In 1988, when the Bezirksoberligas were introduced, the league lost some of its status as it was relegated one tier. On a positive note, the league champions were now always promoted and the league runners-up had the opportunity to play-off for promotion as well.

When the Bezirksoberliga was established, five clubs from the league gained entry to the new league:
- SpVgg Feldmoching
- VfR Neuburg
- FC Schrobenhausen
- ASV Dachau

With the league reform at the end of the 2011–12 season, which included an expansion of the number of Landesligas from three to five, the Bezirksoberligas were disbanded. Instead, the Bezirksligas took the place of the Bezirksoberligas once more below the Landesligas.

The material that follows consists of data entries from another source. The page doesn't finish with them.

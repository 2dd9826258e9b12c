//! Raw environment access and the parsing rules shared by every settings section.

use serde::Deserialize;

use crate::utils::{SettingsError, SettingsResult};

pub const DJANGO_ENV: &str = "DJANGO_ENV";
pub const DJANGO_SECRET_KEY: &str = "DJANGO_SECRET_KEY";
pub const SESSION_COOKIE_AGE: &str = "SESSION_COOKIE_AGE";
pub const HUB_ABSOLUTE_SESSION_AGE: &str = "HUB_ABSOLUTE_SESSION_AGE";
pub const DB_PORT: &str = "DB_PORT";

/// Names of every variable [`EnvVars`] holds
const KNOWN_VARS: &[&str] = &[
    "DJANGO_ENV",
    "DJANGO_SECRET_KEY",
    "SECURE_SSL_REDIRECT",
    "DJANGO_ALLOWED_HOSTS",
    "RAILWAY_PUBLIC_DOMAIN",
    "DATABASE_URL",
    "DB_NAME",
    "DB_USER",
    "DB_PASSWORD",
    "DB_HOST",
    "DB_PORT",
    "STATIC_ROOT",
    "CORS_ALLOWED_ORIGINS",
    "CSRF_TRUSTED_ORIGINS",
    "SESSION_COOKIE_AGE",
    "SESSION_EXPIRE_AT_BROWSER_CLOSE",
    "HUB_ABSOLUTE_SESSION_AGE",
    "DJANGO_LOG_LEVEL",
    "EMAIL_BACKEND",
];

/// Every environment variable the loader reads.
///
/// Field names are the lower-cased variable names, which is how
/// `config::Environment` keys them. Values are kept verbatim: a variable that
/// is set but empty is `Some("")`, not `None`.
#[derive(Debug, Default, Deserialize)]
pub struct EnvVars {
    pub django_env: Option<String>,
    pub django_secret_key: Option<String>,
    pub secure_ssl_redirect: Option<String>,
    pub django_allowed_hosts: Option<String>,
    pub railway_public_domain: Option<String>,
    pub database_url: Option<String>,
    pub db_name: Option<String>,
    pub db_user: Option<String>,
    pub db_password: Option<String>,
    pub db_host: Option<String>,
    pub db_port: Option<String>,
    pub static_root: Option<String>,
    pub cors_allowed_origins: Option<String>,
    pub csrf_trusted_origins: Option<String>,
    pub session_cookie_age: Option<String>,
    pub session_expire_at_browser_close: Option<String>,
    pub hub_absolute_session_age: Option<String>,
    pub django_log_level: Option<String>,
    pub email_backend: Option<String>,
}

impl EnvVars {
    fn collect(source: config::Environment) -> SettingsResult<Self> {
        let config = config::Config::builder().add_source(source).build()?;
        Ok(config.try_deserialize()?)
    }

    /// Collect variables from the process environment.
    ///
    /// Entries that are not valid UTF-8 are skipped, unless the value belongs
    /// to a variable the loader reads, which fails with
    /// [`SettingsError::NonUnicode`].
    pub fn from_process() -> SettingsResult<Self> {
        let mut vars = config::Map::new();
        for (key, value) in std::env::vars_os() {
            let Some(key) = key.to_str() else {
                continue;
            };
            match value.into_string() {
                Ok(value) => {
                    vars.insert(key.to_string(), value);
                }
                Err(_) => {
                    let known = KNOWN_VARS.iter().copied().find(|v| v.eq_ignore_ascii_case(key));
                    if let Some(var) = known {
                        return Err(SettingsError::NonUnicode(var));
                    }
                }
            }
        }
        Self::from_map(vars)
    }

    /// Collect variables from an explicit map instead of the process environment
    pub fn from_map(vars: config::Map<String, String>) -> SettingsResult<Self> {
        Self::collect(config::Environment::default().source(Some(vars)))
    }
}

/// Split a comma-separated value into trimmed, non-empty entries.
///
/// Order is preserved and duplicates are kept.
pub fn split_list(value: Option<&str>) -> Vec<String> {
    value
        .unwrap_or_default()
        .split(',')
        .map(str::trim)
        .filter(|s| !s.is_empty())
        .map(str::to_string)
        .collect()
}

/// A flag is true only when its value lower-cases to `"true"`
pub fn parse_flag(value: Option<&str>, default: bool) -> bool {
    match value {
        Some(v) => v.to_lowercase() == "true",
        None => default,
    }
}

/// Parse a signed decimal integer, falling back to `default` only when unset.
///
/// Range checks are left to the caller.
pub fn parse_int(var: &'static str, value: Option<&str>, default: i64) -> SettingsResult<i64> {
    let Some(raw) = value else {
        return Ok(default);
    };

    let trimmed = raw.trim();
    let digits = trimmed
        .strip_prefix(|c: char| c == '+' || c == '-')
        .unwrap_or(trimmed);
    if digits.is_empty() || !digits.bytes().all(|b| b.is_ascii_digit()) {
        return Err(SettingsError::InvalidInteger {
            var,
            value: raw.to_string(),
        });
    }

    trimmed.parse().map_err(|_| SettingsError::InvalidInteger {
        var,
        value: raw.to_string(),
    })
}

/// Read a variable that must be present and non-empty
pub fn require<'a>(var: &'static str, value: Option<&'a str>) -> SettingsResult<&'a str> {
    match value {
        Some(v) if !v.is_empty() => Ok(v),
        _ => Err(SettingsError::MissingVar(var)),
    }
}
use axum::http::{header, HeaderMap, HeaderName, HeaderValue};

use crate::config::SecurityConfig;
use crate::utils::{SettingsError, SettingsResult};

/// Response headers every reply should carry under this policy
pub fn security_headers(config: &SecurityConfig) -> SettingsResult<Vec<(HeaderName, HeaderValue)>> {
    let mut headers = Vec::new();

    if let Some(hsts) = config.hsts_header() {
        let value = HeaderValue::from_str(&hsts).map_err(|e| SettingsError::header(&hsts, e))?;
        headers.push((header::STRICT_TRANSPORT_SECURITY, value));
    }
    if config.content_type_nosniff {
        headers.push((header::X_CONTENT_TYPE_OPTIONS, HeaderValue::from_static("nosniff")));
    }
    headers.push((
        header::X_FRAME_OPTIONS,
        HeaderValue::from_static(config.x_frame_options.as_str()),
    ));
    if config.browser_xss_filter {
        headers.push((header::X_XSS_PROTECTION, HeaderValue::from_static("1; mode=block")));
    }

    Ok(headers)
}

/// Whether the request arrived over TLS, directly or via the trusted proxy header
pub fn is_secure_request(config: &SecurityConfig, headers: &HeaderMap, tls: bool) -> bool {
    if tls {
        return true;
    }
    match &config.proxy_ssl_header {
        Some(proxy) => headers
            .get(proxy.header.as_str())
            .and_then(|v| v.to_str().ok())
            .map(|v| v == proxy.value)
            .unwrap_or(false),
        None => false,
    }
}

/// Location to redirect a plain-HTTP request to, if it must be upgraded
pub fn https_redirect(
    config: &SecurityConfig,
    host: &str,
    path_and_query: &str,
    secure: bool,
) -> Option<String> {
    if secure || !config.ssl_redirect {
        return None;
    }
    let path = path_and_query.split('?').next().unwrap_or_default();
    if config.is_redirect_exempt(path) {
        return None;
    }
    Some(format!("https://{}{}", host, path_and_query))
}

The following qualifying modus applied at the end of the 2011–12 season:
- Champions: Promotion round to the Landesliga, winners to the Landesliga, losers to the Bezirksliga.
- Teams placed 2nd to 12th: Remain in the Bezirksliga.
- Teams placed 13th to 16th: Directly relegated to Kreisliga.

===Format===
The winner of the Bezirksliga Oberbayern-Nord, like the winner of the Bezirksliga Oberbayern-Ost and Bezirksliga Oberbayern-Süd was, until 2011, directly promoted to the Bezirksoberliga Oberbayern. The runners-up of the Bezirksligas in Upper Bavaria would take part in a promotion round with the best-placed Bezirksoberliga team which did finish on a relegation rank to determine one or more additional promotion spots, depending on availability. From the 2012–13 season onwards, the league champion will be promoted to one of the five Landesligas. Given that the new Landesligas, unlike the old ones, are not geographically fixed the champion could end up in either the Landesliga Bayern-Mitte, the Landesliga Bayern-Südwest or the Landesliga Bayern-Südost.

The bottom three teams of each group are relegated to one of the Kreisligas.
At the same time the Kreisliga champions were promoted to the Bezirksliga. The runners-up of the Kreisligas faced a play-off with each other and the 13th placed teams in the Bezirksliga.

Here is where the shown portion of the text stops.